Monday, December 30, 2013
Colorado Guanabara Imperial Stout (Brazil)
Colorado Guanabara, Imperial Stout brewed with Black Rapadura Cane Sugar. Craft brewed in Brazil, 10% alc./vol., Cerveja Colorado, Brazil's Craftiest Brewery.
Deep, dark blackness, beautiful roasted tan head, starts big, slims down, but stays.
Aroma: richness and roast, toast, caramel doused in molasses, espresso tinges, and a touch of tobacco. All those things you want in an imperial stout.
Taste: A full-bodied affair, with a long, malty, rich finish. Hangs long on the palate, coats the tongue, slathers the back of the throat. Again, just what you want from a beer like this. Alcohol hangs out in the back at first, then comes rushing to the front. Hey, it's me, time to get groovy. And the flavor remains, again, exactly what you want from this style. Not more, not less, exactly.
I'll admit this: I am drinking this too cold, and did not set it out to warm. So, I feel that I'll enjoy it more warmer, and I'm going to set the glass and bottle aside, to move on to another beer, then return to it when it's at a higher temp. I owe it to the makers of this fine beer.
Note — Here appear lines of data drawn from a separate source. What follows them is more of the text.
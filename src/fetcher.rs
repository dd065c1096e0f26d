use std::sync::Arc;

use serde_json::Value;
use tracing::{info, warn};

use crate::error::{AttemptFailure, ProviderAttempt, ResolveError};
use crate::normalize;
use crate::provider::{FeedTransport, ProviderSpec};

/// Raw upstream payload from the first provider that produced a usable one.
#[derive(Debug)]
pub struct RawFeed {
    /// Key of the provider that was accepted.
    pub provider: String,
    pub records: Vec<Value>,
}

/// Walks the provider fallback chain for a selection key. Strictly
/// sequential: provider N+1 is only tried after N failed. No caching; every
/// call is an independent attempt, which is what makes caller-driven retry
/// a plain re-invocation.
pub struct SourceFetcher {
    transport: Arc<dyn FeedTransport>,
    providers: Vec<ProviderSpec>,
}

impl SourceFetcher {
    pub fn new(transport: Arc<dyn FeedTransport>, providers: Vec<ProviderSpec>) -> Self {
        Self { transport, providers }
    }

    /// Accept the first provider whose request succeeds and whose payload
    /// contains at least one record with a playable URL candidate.
    ///
    /// Exhaustion where some provider answered cleanly but had nothing
    /// playable is `EmptyResult`; exhaustion without any well-formed payload
    /// is `NoProviderAvailable`.
    pub async fn fetch(&self, selection_key: &str) -> Result<RawFeed, ResolveError> {
        let key = selection_key.trim().to_lowercase();
        if key.is_empty() {
            return Err(ResolveError::NoProviderAvailable {
                key,
                attempts: Vec::new(),
            });
        }

        let mut attempts: Vec<ProviderAttempt> = Vec::new();
        let mut saw_empty_payload = false;

        for spec in &self.providers {
            let url = spec.request_url(&key);
            let response = match self.transport.get(&url).await {
                Ok(response) => response,
                Err(e) => {
                    warn!("Provider {} failed for \"{}\": {}", spec.key, key, e);
                    attempts.push(ProviderAttempt {
                        provider: spec.key.to_string(),
                        failure: AttemptFailure::Transport(e.to_string()),
                    });
                    continue;
                }
            };

            if !response.is_success() {
                warn!(
                    "Provider {} returned HTTP {} for \"{}\"",
                    spec.key, response.status, key
                );
                attempts.push(ProviderAttempt {
                    provider: spec.key.to_string(),
                    failure: AttemptFailure::Status(response.status),
                });
                continue;
            }

            let records = match spec.parse(&response.body) {
                Some(records) => records,
                None => {
                    warn!("Provider {} payload failed shape validation for \"{}\"", spec.key, key);
                    attempts.push(ProviderAttempt {
                        provider: spec.key.to_string(),
                        failure: AttemptFailure::BadShape,
                    });
                    continue;
                }
            };

            if records.iter().any(normalize::has_candidate) {
                info!(
                    "Provider {} accepted for \"{}\" ({} raw records)",
                    spec.key,
                    key,
                    records.len()
                );
                return Ok(RawFeed {
                    provider: spec.key.to_string(),
                    records,
                });
            }

            // Well-formed answer, nothing playable in it.
            saw_empty_payload = true;
            attempts.push(ProviderAttempt {
                provider: spec.key.to_string(),
                failure: AttemptFailure::NoValidRecords,
            });
        }

        if saw_empty_payload {
            Err(ResolveError::EmptyResult { key })
        } else {
            Err(ResolveError::NoProviderAvailable { key, attempts })
        }
    }
}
I wonder if there's gobbledygook? There is, on the back of the label, so let's read it: "Named for the breathtaking bay in front of SUGARLOAF mountain in Rio de Janeiro, Guanabara is Brazil's first Imperial Stout. Brewed with quality malt and hops, it also uses a special dark version of the native rapadura sugar, made by boiling down sugar cane juice. The result is an explosion of flavors, layered and complex, with a lightened body for added drinkability. "
So, apparently they feel the can sugar is there to lighten the body for added drinkability. What you don't want in an imperial stout is a light body, though you do appreciate easy drinkability. This is not a thick one, it is not hard to pass down the gullet, but neither would I call it's body light. It's plenty full. Certainly not a chore to choke down like a Three Floyds Dark Lord, nor would I call it especially chewy, but it's got what it takes, and that's what I like about it.